Turkey lira at new low after rollback of bank rules By Reuters

0 34

© Reuters. FILE PHOTO: A woman holds Turkish lira banknotes in this illustration taken on May 30, 2022. REUTERS/Dado Ruvić/Illustration

ISTANBUL (Reuters) – The Turkish lira fell 1.8 percent to a new record low against the US dollar on Monday after the central bank took steps to streamline rules governing lenders’ holdings and foreign deposits after raising interest rates last week.

The lira fell to 25.76 against the dollar, surpassing the lowest level it recorded last week at 25.74.

It is down 27% so far this year, largely after the re-election of President Recep Tayyip Erdogan in late May, who has since rolled back years of unorthodox economic policy including price cuts despite rising inflation.

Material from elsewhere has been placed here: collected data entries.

/// The 3×3×3 puzzle: 26 solids sharing a global transform
use nalgebra::{Point3, Quaternion, Vector3};
use std::f64::consts::FRAC_PI_2;

use crate::color::{FaceColors, BODY, STICKERS};
use crate::geometry::{Mesh, SolidId};
use crate::math::{axis_angle, compose, renormalize, rotate_point};
use crate::solid::{FaceSlot, Solid};

/// Default placement: in front of the camera, which sits at the origin looking down +z.
pub fn default_center() -> Point3<f64> {
    Point3::new(0.0, 0.0, 50.0)
}

pub const DEFAULT_SIDE: f64 = 48.0;

/// Solids per outer slice.
pub const SLICE_SIZE: usize = 9;

/// A lattice axis of the puzzle.
#[derive(Debug, Clone, Copy, PartialEq, Eq, Hash)]
pub enum Axis {
    X,
    Y,
    Z,
}

impl Axis {
    pub const ALL: [Axis; 3] = [Axis::X, Axis::Y, Axis::Z];

    pub fn unit_vector(self) -> Vector3<f64> {
        match self {
            Axis::X => Vector3::x(),
            Axis::Y => Vector3::y(),
            Axis::Z => Vector3::z(),
        }
    }

    pub fn index(self) -> usize {
        self as usize
    }

    pub fn from_index(index: usize) -> Option<Self> {
        Self::ALL.get(index).copied()
    }
}

#[derive(Debug, Clone)]
pub struct Puzzle {
    solids: Vec<Solid>,
    center: Point3<f64>,
    orientation: Quaternion<f64>,
    side: f64,
}

impl Puzzle {
    /// Build a solved puzzle of overall edge length `side` centered at `center`.
    pub fn new(center: Point3<f64>, side: f64) -> Self {
        Self {
            solids: lattice(&center, side),
            center,
            orientation: Quaternion::identity(),
            side,
        }
    }

    pub fn solids(&self) -> &[Solid] {
        &self.solids
    }

    pub fn solid(&self, id: SolidId) -> &Solid {
        &self.solids[id.0]
    }

    pub fn ids(&self) -> impl Iterator<Item = SolidId> {
        (0..self.solids.len()).map(SolidId)
    }

    pub fn center(&self) -> Point3<f64> {
        self.center
    }

    pub fn orientation(&self) -> Quaternion<f64> {
        self.orientation
    }

    pub fn set_orientation(&mut self, orientation: Quaternion<f64>) {
        self.orientation = orientation;
    }

    /// Left-compose `q` onto the global orientation.
    pub fn rotate(&mut self, q: &Quaternion<f64>, renormalized: bool) {
        self.orientation = compose(q, &self.orientation);
        if renormalized {
            self.orientation = renormalize(&self.orientation);
        }
    }

    /// Edge length of each solid, which is also the lattice spacing.
    pub fn cube_size(&self) -> f64 {
        self.side / 3.0
    }

    /// Apply the global transform to a point in puzzle space.
    pub fn to_world(&self, p: &Point3<f64>) -> Point3<f64> {
        rotate_point(p, &self.orientation, &self.center)
    }

    /// All solids merged into one mesh in world space, faces tagged with their owner.
    pub fn compute_mesh(&self) -> Mesh {
        let n = self.solids.len();
        let mut merged = Mesh::with_capacity(n * 8, n * 12, n * 6);
        for (id, solid) in self.ids().zip(&self.solids) {
            let mut mesh = solid.compute_mesh();
            for v in &mut mesh.vertices {
                *v = self.to_world(v);
            }
            merged.append(mesh, Some(id));
        }
        merged
    }

    /// Rotate `ids` by `angle` about `axis` (puzzle space), pivoting at their mean center.
    pub fn rotate_solids(&mut self, ids: &[SolidId], axis: &Vector3<f64>, angle: f64) {
        if ids.is_empty() {
            return;
        }
        let sum = ids
            .iter()
            .fold(Vector3::zeros(), |acc, id| acc + self.solids[id.0].center.coords);
        let pivot = Point3::from(sum / ids.len() as f64);
        let q = axis_angle(axis, angle);

        for id in ids {
            self.solids[id.0].rotate_about(&q, &pivot);
        }
    }

    /// Solids whose center lies in lattice `layer` (-1, 0 or 1) along `axis`.
    pub fn slice(&self, axis: Axis, layer: i32) -> Vec<SolidId> {
        let spacing = self.cube_size();
        let target = self.center[axis.index()] + layer as f64 * spacing;
        self.ids()
            .filter(|id| (self.solid(*id).center[axis.index()] - target).abs() < spacing / 2.0)
            .collect()
    }

    /// Turn a lattice slice by `quarter_turns` × 90° about `axis`.
    pub fn turn_slice(&mut self, axis: Axis, layer: i32, quarter_turns: i32) {
        let ids = self.slice(axis, layer);
        log::debug!("turning {axis:?} layer {layer} by {quarter_turns} quarter turns");
        self.rotate_solids(&ids, &axis.unit_vector(), quarter_turns as f64 * FRAC_PI_2);
    }

    /// Restore the solved arrangement and identity orientation.
    pub fn reset(&mut self) {
        *self = Self::new(self.center, self.side);
    }
}

impl Default for Puzzle {
    fn default() -> Self {
        Self::new(default_center(), DEFAULT_SIDE)
    }
}

/// Solids on the ±offset lattice, x outermost, with the hidden core left out.
fn lattice(center: &Point3<f64>, side: f64) -> Vec<Solid> {
    let size = side / 3.0;
    let mut solids = Vec::with_capacity(26);
    for i in -1..=1 {
        for j in -1..=1 {
            for k in -1..=1 {
                if (i, j, k) == (0, 0, 0) {
                    continue;
                }
                let position = center + Vector3::new(i as f64, j as f64, k as f64) * size;
                solids.push(Solid::new(position, size, face_colors([i, j, k])));
            }
        }
    }
    solids
}

/// Stickers on the faces that sit on the puzzle's exterior.
fn face_colors(lattice: [i32; 3]) -> [FaceColors; 6] {
    FaceSlot::ALL.map(|slot| {
        let normal = slot.normal();
        let exposed = (0..3).any(|a| normal[a] != 0.0 && normal[a] as i32 == lattice[a]);
        if exposed {
            FaceColors::new(STICKERS[slot.index()], BODY)
        } else {
            FaceColors::body()
        }
    })
}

Two big steps have been taken in recent days: The central bank under new governor Hafid Gay Erkan raised interest rates by 650 basis points to 15% on Thursday, a significant tightening although it fell short of market expectations.

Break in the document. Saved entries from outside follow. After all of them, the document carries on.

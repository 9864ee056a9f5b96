/// Pointer gestures: trackball rotation of the whole puzzle or a slice turn
use nalgebra::{Point2, Vector2, Vector3};

use crate::config::RenderConfig;
use crate::input::InputState;
use crate::math::axis_angle;
use crate::picking::{pick, Pick};
use crate::projection::Camera;
use crate::puzzle::Puzzle;
use crate::slice::{turn_from_drag, SliceTurn};

/// Per-drag state.
#[derive(Debug, Clone, PartialEq, Default)]
pub enum Gesture {
    #[default]
    Idle,
    /// Dragging empty space rotates the whole puzzle.
    Rotating { last: Point2<f64> },
    /// A face was picked; waiting for the drag to pass the move threshold.
    SliceArmed { origin: Point2<f64>, pick: Pick },
    /// The slice turn for this drag has been applied.
    SliceMoved,
}

/// Pointer affordance the frontend may show.
#[derive(Debug, Clone, Copy, PartialEq, Eq)]
pub enum Cursor {
    Default,
    Grab,
    Grabbing,
}

#[derive(Debug, Clone, Default)]
pub struct GestureController {
    gesture: Gesture,
}

impl GestureController {
    pub fn new() -> Self {
        Self::default()
    }

    pub fn gesture(&self) -> &Gesture {
        &self.gesture
    }

    pub fn cursor(&self) -> Cursor {
        match self.gesture {
            Gesture::Idle => Cursor::Default,
            Gesture::SliceArmed { .. } => Cursor::Grab,
            Gesture::Rotating { .. } | Gesture::SliceMoved => Cursor::Grabbing,
        }
    }

    /// Consume recorded input and apply it to the puzzle. Returns the slice
    /// turn if one was committed during this tick.
    pub fn tick(
        &mut self,
        input: &mut InputState,
        puzzle: &mut Puzzle,
        config: &RenderConfig,
    ) -> Option<SliceTurn> {
        self.recenter(input.take_recenter());
        if input.take_release_before_press() {
            self.end();
        }
        if let Some(press) = input.take_press() {
            self.begin(press, puzzle, config);
        }

        let position = input.position();
        let mut committed = None;
        self.gesture = match std::mem::take(&mut self.gesture) {
            Gesture::Rotating { last } => {
                rotate_whole(puzzle, config, &last, &position);
                Gesture::Rotating { last: position }
            }
            Gesture::SliceArmed { origin, pick } => {
                let drag = position - origin;
                if drag.norm() > config.move_threshold {
                    committed = Some(turn_from_drag(puzzle, &pick, &drag));
                    Gesture::SliceMoved
                } else {
                    Gesture::SliceArmed { origin, pick }
                }
            }
            other => other,
        };

        if input.take_release() {
            self.end();
        }
        committed
    }

    fn end(&mut self) {
        log::debug!("gesture ended");
        self.gesture = Gesture::Idle;
    }

    /// Keep stored positions in step with a moved surface center.
    fn recenter(&mut self, shift: Vector2<f64>) {
        match &mut self.gesture {
            Gesture::Rotating { last } => *last += shift,
            Gesture::SliceArmed { origin, .. } => *origin += shift,
            Gesture::Idle | Gesture::SliceMoved => {}
        }
    }

    fn begin(&mut self, press: Point2<f64>, puzzle: &Puzzle, config: &RenderConfig) {
        let mesh = puzzle.compute_mesh();
        self.gesture = match pick(&mesh, &Camera::from_config(config), &press) {
            Some(pick) => {
                log::debug!("picked face {} of {:?}", pick.face, pick.solid);
                Gesture::SliceArmed { origin: press, pick }
            }
            None => {
                log::debug!("no face under pointer, rotating puzzle");
                Gesture::Rotating { last: press }
            }
        };
    }
}

/// Trackball step: vertical motion turns about the screen x axis, horizontal
/// motion about the screen y axis.
fn rotate_whole(puzzle: &mut Puzzle, config: &RenderConfig, last: &Point2<f64>, now: &Point2<f64>) {
    let delta = now - last;
    if delta.x == 0.0 && delta.y == 0.0 {
        return;
    }
    log::trace!("trackball delta {}, {}", delta.x, delta.y);

    let about_x = axis_angle(&Vector3::x(), config.drag_angle(delta.y));
    let about_y = axis_angle(&Vector3::y(), -config.drag_angle(delta.x));
    puzzle.rotate(&about_x, config.renormalize);
    puzzle.rotate(&about_y, config.renormalize);
}

#[cfg(test)]
mod tests {
    use super::*;
    use crate::geometry::SolidId;
    use crate::puzzle::Axis;
    use approx::assert_relative_eq;
    use nalgebra::{Point3, Quaternion};

    const WIDTH: f64 = 800.0;
    const HEIGHT: f64 = 600.0;

    fn setup() -> (GestureController, InputState, Puzzle, RenderConfig) {
        (
            GestureController::new(),
            InputState::new(WIDTH, HEIGHT),
            Puzzle::default(),
            RenderConfig::default(),
        )
    }

    /// Surface coordinates of a centered point.
    fn screen(x: f64, y: f64) -> (f64, f64) {
        (x + WIDTH / 2.0, y + HEIGHT / 2.0)
    }

    #[test]
    fn test_empty_space_rotates_puzzle() {
        let (mut controller, mut input, mut puzzle, config) = setup();
        let (x, y) = screen(350.0, 250.0);
        input.pointer_down(x, y);
        controller.tick(&mut input, &mut puzzle, &config);
        assert!(matches!(controller.gesture(), Gesture::Rotating { .. }));
        assert_eq!(controller.cursor(), Cursor::Grabbing);

        // drag right: the front of the puzzle swings toward +x
        input.pointer_move(x + 10.0, y);
        controller.tick(&mut input, &mut puzzle, &config);
        let front = puzzle.to_world(&Point3::new(0.0, 0.0, 34.0));
        assert!(front.x > 0.0);
        assert_relative_eq!(puzzle.orientation().norm(), 1.0, epsilon = 1e-12);

        // no movement, no change
        let orientation = puzzle.orientation();
        controller.tick(&mut input, &mut puzzle, &config);
        assert_eq!(puzzle.orientation(), orientation);

        input.pointer_up();
        controller.tick(&mut input, &mut puzzle, &config);
        assert_eq!(controller.gesture(), &Gesture::Idle);
        assert_eq!(controller.cursor(), Cursor::Default);
    }

    #[test]
    fn test_vertical_drag_tilts_about_x() {
        let (mut controller, mut input, mut puzzle, config) = setup();
        let (x, y) = screen(-350.0, 250.0);
        input.pointer_down(x, y);
        input.pointer_move(x, y + 20.0);
        controller.tick(&mut input, &mut puzzle, &config);

        let q = puzzle.orientation();
        let expected = axis_angle(&Vector3::x(), config.drag_angle(20.0));
        assert_relative_eq!(q, expected, epsilon = 1e-12);
        // dragging down brings the front toward +y
        assert!(puzzle.to_world(&Point3::new(0.0, 0.0, 34.0)).y > 0.0);
    }

    #[test]
    fn test_each_pixel_applied_once() {
        let (mut controller, mut input, mut puzzle, config) = setup();
        let (x, y) = screen(-350.0, -250.0);
        input.pointer_down(x, y);
        controller.tick(&mut input, &mut puzzle, &config);
        input.pointer_move(x + 5.0, y);
        controller.tick(&mut input, &mut puzzle, &config);
        input.pointer_move(x + 10.0, y);
        controller.tick(&mut input, &mut puzzle, &config);

        let expected = axis_angle(&Vector3::y(), -config.drag_angle(10.0));
        assert_relative_eq!(puzzle.orientation(), expected, epsilon = 1e-12);
    }

    #[test]
    fn test_drift_kept_without_renormalize() {
        let (mut controller, mut input, mut puzzle, mut config) = setup();
        config.renormalize = false;
        puzzle.set_orientation(Quaternion::new(1.01, 0.0, 0.0, 0.0));
        let (x, y) = screen(-350.0, -250.0);
        input.pointer_down(x, y);
        controller.tick(&mut input, &mut puzzle, &config);
        input.pointer_move(x + 5.0, y + 5.0);
        controller.tick(&mut input, &mut puzzle, &config);
        assert!((puzzle.orientation().norm() - 1.01).abs() < 1e-9);
    }

    #[test]
    fn test_small_drag_on_face_does_nothing() {
        let (mut controller, mut input, mut puzzle, config) = setup();
        let before = puzzle.clone();
        let (x, y) = screen(0.0, 0.0);
        input.pointer_down(x, y);
        controller.tick(&mut input, &mut puzzle, &config);
        assert!(matches!(controller.gesture(), Gesture::SliceArmed { .. }));
        assert_eq!(controller.cursor(), Cursor::Grab);

        input.pointer_move(x + 3.0, y);
        assert_eq!(controller.tick(&mut input, &mut puzzle, &config), None);
        input.pointer_up();
        controller.tick(&mut input, &mut puzzle, &config);

        assert_eq!(controller.gesture(), &Gesture::Idle);
        assert_eq!(puzzle.solids(), before.solids());
        assert_eq!(puzzle.orientation(), before.orientation());
    }

    #[test]
    fn test_face_drag_turns_slice_once() {
        let (mut controller, mut input, mut puzzle, config) = setup();
        // the front face of the top-left-front solid projects around (-157.5, -157.5)
        let (x, y) = screen(-157.5, -157.5);
        input.pointer_down(x, y);
        controller.tick(&mut input, &mut puzzle, &config);
        match controller.gesture() {
            Gesture::SliceArmed { pick, .. } => assert_eq!(pick.solid, SolidId(0)),
            other => panic!("expected an armed slice, got {other:?}"),
        }

        input.pointer_move(x + 30.0, y);
        let turn = controller
            .tick(&mut input, &mut puzzle, &config)
            .expect("drag passed the threshold");
        assert_eq!(turn.affected.len(), 9);
        assert_eq!(turn.axis, Some(Axis::X));
        assert_eq!(controller.gesture(), &Gesture::SliceMoved);

        let expected = axis_angle(&Vector3::x(), std::f64::consts::FRAC_PI_2);
        for id in &turn.affected {
            assert_relative_eq!(puzzle.solid(*id).orientation, expected, epsilon = 1e-12);
        }

        // further motion in the same drag turns nothing more
        let after = puzzle.clone();
        input.pointer_move(x + 90.0, y + 40.0);
        assert_eq!(controller.tick(&mut input, &mut puzzle, &config), None);
        assert_eq!(puzzle.solids(), after.solids());
        assert_eq!(puzzle.orientation(), after.orientation());

        input.pointer_up();
        controller.tick(&mut input, &mut puzzle, &config);
        assert_eq!(controller.gesture(), &Gesture::Idle);
    }

    #[test]
    fn test_resize_during_rotation_is_not_motion() {
        let (mut controller, mut input, mut puzzle, config) = setup();
        let (x, y) = screen(-350.0, 250.0);
        input.pointer_down(x, y);
        controller.tick(&mut input, &mut puzzle, &config);

        input.resize(WIDTH + 200.0, HEIGHT);
        controller.tick(&mut input, &mut puzzle, &config);
        assert_eq!(puzzle.orientation(), Quaternion::identity());

        input.pointer_move(x + 10.0, y);
        controller.tick(&mut input, &mut puzzle, &config);
        let expected = axis_angle(&Vector3::y(), -config.drag_angle(10.0));
        assert_relative_eq!(puzzle.orientation(), expected, epsilon = 1e-12);
    }

    #[test]
    fn test_resize_does_not_arm_turn() {
        let (mut controller, mut input, mut puzzle, config) = setup();
        let before = puzzle.clone();
        let (x, y) = screen(-157.5, -157.5);
        input.pointer_down(x, y);
        controller.tick(&mut input, &mut puzzle, &config);

        input.resize(WIDTH + 200.0, HEIGHT + 100.0);
        assert_eq!(controller.tick(&mut input, &mut puzzle, &config), None);
        assert!(matches!(controller.gesture(), Gesture::SliceArmed { .. }));
        assert_eq!(puzzle.solids(), before.solids());
    }

    #[test]
    fn test_press_after_release_in_same_tick() {
        let (mut controller, mut input, mut puzzle, config) = setup();
        let (x, y) = screen(-350.0, 250.0);
        input.pointer_down(x, y);
        controller.tick(&mut input, &mut puzzle, &config);

        input.pointer_up();
        let (x, y) = screen(-157.5, -157.5);
        input.pointer_down(x, y);
        controller.tick(&mut input, &mut puzzle, &config);
        assert!(input.is_down());
        assert!(matches!(controller.gesture(), Gesture::SliceArmed { .. }));

        input.pointer_move(x + 30.0, y);
        let turn = controller.tick(&mut input, &mut puzzle, &config);
        assert_eq!(turn.map(|turn| turn.affected.len()), Some(9));
    }

    #[test]
    fn test_click_within_one_tick() {
        let (mut controller, mut input, mut puzzle, config) = setup();
        let (x, y) = screen(0.0, 0.0);
        input.pointer_down(x, y);
        input.pointer_up();
        assert_eq!(controller.tick(&mut input, &mut puzzle, &config), None);
        assert_eq!(controller.gesture(), &Gesture::Idle);
    }
}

Then on Sunday the central bank began rolling back parts of dozens of rules and regulations it had adopted since 2021 that left the debt, credit and forex markets largely state-run — intended to encourage holdings of the lira.

The bank said over the weekend that the steps were aimed at liberalizing markets and ensuring stability.

According to the Official Gazette, the percentage of maintaining securities that banks are required to allocate to their deposits in foreign currencies has decreased to 5% from 10%.

The securities that banks are required to keep ranged between 3% and 12% of their deposits in pounds, according to the new standard, compared to between 3% and 17% previously.

The new regulation also said that banks whose deposits in pounds are less than 57% of total deposits, will have to hold an additional seven percentage points of securities, compared to the previous seven additional percentage points applied to banks with less than 60% of deposits in pounds.

“The rates were slowly lowered, allowing banks to adjust their positions slowly and not causing a rapid rise in interest rates, and a slight easing of the rules would give banks room and time to maneuver on their bond portfolios,” said Enver Erkan, the company’s chief economist. Dynamic Yatrim.

“It is a comfortable and positive development for the sector.”

Leave A Reply

Your email address will not be published.